WORK TO COMPLETE:
Repeat the lines below exactly as written, please, from the line with "repository 91e4614e75373064" to the line with "blocking network exchange", both lines included, and no others.

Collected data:
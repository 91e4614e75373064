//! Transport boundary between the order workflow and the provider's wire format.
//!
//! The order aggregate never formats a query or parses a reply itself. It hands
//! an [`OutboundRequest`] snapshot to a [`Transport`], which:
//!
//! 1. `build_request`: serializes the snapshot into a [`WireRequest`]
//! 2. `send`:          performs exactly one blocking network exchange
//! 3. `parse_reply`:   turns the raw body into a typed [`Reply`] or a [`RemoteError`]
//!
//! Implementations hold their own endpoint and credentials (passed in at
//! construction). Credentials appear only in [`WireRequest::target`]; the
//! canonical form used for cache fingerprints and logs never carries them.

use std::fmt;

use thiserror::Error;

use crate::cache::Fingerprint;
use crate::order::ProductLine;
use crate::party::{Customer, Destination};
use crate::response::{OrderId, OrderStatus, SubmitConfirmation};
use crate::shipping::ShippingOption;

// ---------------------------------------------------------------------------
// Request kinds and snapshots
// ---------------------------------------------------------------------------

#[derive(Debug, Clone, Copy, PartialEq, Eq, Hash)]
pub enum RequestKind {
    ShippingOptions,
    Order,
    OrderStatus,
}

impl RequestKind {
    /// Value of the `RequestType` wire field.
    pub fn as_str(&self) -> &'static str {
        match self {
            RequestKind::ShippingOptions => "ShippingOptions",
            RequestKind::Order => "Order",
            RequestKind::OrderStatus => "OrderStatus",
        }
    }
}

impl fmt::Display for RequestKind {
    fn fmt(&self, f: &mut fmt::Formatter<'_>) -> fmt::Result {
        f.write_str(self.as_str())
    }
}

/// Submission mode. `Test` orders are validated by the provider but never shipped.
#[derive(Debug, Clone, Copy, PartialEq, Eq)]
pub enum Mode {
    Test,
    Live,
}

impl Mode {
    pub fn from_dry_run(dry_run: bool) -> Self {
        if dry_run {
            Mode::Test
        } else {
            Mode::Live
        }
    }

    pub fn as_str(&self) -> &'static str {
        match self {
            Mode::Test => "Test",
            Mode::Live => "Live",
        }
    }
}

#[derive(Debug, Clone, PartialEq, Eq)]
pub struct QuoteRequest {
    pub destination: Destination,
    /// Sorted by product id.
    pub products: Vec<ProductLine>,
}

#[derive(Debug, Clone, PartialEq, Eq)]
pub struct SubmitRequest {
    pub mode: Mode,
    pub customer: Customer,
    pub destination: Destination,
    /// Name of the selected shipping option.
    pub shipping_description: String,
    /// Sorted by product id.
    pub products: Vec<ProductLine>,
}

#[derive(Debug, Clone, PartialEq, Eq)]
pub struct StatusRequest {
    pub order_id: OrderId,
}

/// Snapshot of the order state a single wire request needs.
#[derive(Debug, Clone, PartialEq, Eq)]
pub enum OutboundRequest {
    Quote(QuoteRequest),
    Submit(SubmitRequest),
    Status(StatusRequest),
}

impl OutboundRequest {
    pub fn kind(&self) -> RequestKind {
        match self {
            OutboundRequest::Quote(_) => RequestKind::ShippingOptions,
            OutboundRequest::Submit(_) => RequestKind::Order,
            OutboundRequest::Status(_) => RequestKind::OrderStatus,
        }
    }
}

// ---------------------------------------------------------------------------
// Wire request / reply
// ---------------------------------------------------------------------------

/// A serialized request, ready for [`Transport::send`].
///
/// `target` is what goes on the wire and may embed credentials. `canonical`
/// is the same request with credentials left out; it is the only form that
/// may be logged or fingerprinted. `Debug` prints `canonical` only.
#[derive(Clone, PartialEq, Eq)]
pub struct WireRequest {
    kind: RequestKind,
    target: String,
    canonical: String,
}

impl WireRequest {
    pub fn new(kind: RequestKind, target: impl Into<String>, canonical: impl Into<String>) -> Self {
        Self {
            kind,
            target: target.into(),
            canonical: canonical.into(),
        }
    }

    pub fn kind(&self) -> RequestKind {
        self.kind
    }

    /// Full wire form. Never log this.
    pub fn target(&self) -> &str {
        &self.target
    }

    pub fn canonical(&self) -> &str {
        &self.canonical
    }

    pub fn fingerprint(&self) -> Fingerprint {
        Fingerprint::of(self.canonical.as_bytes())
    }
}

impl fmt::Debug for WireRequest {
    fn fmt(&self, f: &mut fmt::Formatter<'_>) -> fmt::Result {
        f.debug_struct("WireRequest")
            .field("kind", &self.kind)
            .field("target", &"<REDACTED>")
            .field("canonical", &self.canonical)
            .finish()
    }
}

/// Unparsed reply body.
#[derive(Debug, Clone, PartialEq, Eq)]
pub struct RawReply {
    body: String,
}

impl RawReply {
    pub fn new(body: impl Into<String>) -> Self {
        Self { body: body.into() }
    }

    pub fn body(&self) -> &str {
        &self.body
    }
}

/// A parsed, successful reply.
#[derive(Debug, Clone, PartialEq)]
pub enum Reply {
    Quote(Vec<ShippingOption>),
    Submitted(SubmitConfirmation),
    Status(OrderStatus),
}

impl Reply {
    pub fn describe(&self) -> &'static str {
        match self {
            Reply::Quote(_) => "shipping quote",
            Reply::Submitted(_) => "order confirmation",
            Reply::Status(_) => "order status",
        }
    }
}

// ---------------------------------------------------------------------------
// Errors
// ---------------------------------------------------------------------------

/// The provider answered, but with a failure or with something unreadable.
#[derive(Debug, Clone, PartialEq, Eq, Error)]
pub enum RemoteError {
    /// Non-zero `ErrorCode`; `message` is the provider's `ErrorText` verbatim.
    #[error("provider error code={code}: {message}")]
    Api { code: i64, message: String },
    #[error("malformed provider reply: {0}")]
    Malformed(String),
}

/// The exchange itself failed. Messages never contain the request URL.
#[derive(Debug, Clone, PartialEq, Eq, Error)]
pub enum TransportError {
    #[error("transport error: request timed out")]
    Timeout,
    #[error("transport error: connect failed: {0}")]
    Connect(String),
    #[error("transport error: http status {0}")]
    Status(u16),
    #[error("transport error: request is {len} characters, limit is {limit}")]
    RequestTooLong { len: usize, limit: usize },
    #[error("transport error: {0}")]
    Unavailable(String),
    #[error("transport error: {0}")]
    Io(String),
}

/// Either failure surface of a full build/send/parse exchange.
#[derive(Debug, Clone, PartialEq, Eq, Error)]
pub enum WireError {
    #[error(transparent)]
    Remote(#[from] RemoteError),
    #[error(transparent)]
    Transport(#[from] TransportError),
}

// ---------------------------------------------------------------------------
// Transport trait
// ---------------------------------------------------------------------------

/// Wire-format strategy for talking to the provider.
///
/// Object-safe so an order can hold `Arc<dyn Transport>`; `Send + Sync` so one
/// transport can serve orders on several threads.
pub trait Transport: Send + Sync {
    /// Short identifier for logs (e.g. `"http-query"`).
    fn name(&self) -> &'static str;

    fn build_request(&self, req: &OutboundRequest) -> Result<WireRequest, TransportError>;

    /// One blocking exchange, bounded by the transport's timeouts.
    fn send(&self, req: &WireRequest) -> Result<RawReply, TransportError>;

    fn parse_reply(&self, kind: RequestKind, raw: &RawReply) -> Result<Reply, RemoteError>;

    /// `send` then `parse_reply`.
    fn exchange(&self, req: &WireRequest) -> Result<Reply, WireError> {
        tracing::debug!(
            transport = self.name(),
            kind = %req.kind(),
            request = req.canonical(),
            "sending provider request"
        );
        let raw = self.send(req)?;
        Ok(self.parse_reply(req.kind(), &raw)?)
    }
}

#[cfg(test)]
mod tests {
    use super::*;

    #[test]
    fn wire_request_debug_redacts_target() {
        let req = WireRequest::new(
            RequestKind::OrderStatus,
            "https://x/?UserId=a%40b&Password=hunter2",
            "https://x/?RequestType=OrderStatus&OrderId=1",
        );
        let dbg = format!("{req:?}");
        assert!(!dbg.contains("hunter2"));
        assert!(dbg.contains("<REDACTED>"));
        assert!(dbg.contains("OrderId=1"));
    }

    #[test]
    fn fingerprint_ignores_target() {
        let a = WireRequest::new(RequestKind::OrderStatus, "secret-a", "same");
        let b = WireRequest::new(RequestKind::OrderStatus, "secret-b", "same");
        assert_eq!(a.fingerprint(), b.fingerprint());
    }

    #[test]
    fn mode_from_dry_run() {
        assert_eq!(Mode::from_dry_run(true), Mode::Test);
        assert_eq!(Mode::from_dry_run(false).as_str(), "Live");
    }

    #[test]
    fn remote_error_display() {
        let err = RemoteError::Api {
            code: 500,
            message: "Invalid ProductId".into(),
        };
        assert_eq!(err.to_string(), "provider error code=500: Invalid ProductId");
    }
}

==

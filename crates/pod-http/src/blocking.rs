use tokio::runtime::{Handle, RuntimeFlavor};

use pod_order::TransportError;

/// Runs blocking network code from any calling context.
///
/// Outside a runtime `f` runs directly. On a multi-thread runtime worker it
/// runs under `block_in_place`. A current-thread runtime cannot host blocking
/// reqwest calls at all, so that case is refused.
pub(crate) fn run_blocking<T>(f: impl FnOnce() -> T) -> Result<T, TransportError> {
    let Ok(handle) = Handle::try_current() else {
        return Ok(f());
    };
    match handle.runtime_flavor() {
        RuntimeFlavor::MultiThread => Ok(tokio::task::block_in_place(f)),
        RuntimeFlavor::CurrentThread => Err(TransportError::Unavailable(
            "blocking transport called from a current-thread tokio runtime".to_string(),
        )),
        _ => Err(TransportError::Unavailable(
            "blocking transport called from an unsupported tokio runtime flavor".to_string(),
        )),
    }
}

RESULT OF THIS TASK:
repository 91e4614e75373064
//! Transport boundary between the order workflow and the provider's wire format.
//!
//! The order aggregate never formats a query or parses a reply itself. It hands
//! an [`OutboundRequest`] snapshot to a [`Transport`], which:
//!
//! 1. `build_request`: serializes the snapshot into a [`WireRequest`]
//! 2. `send`:          performs exactly one blocking network exchange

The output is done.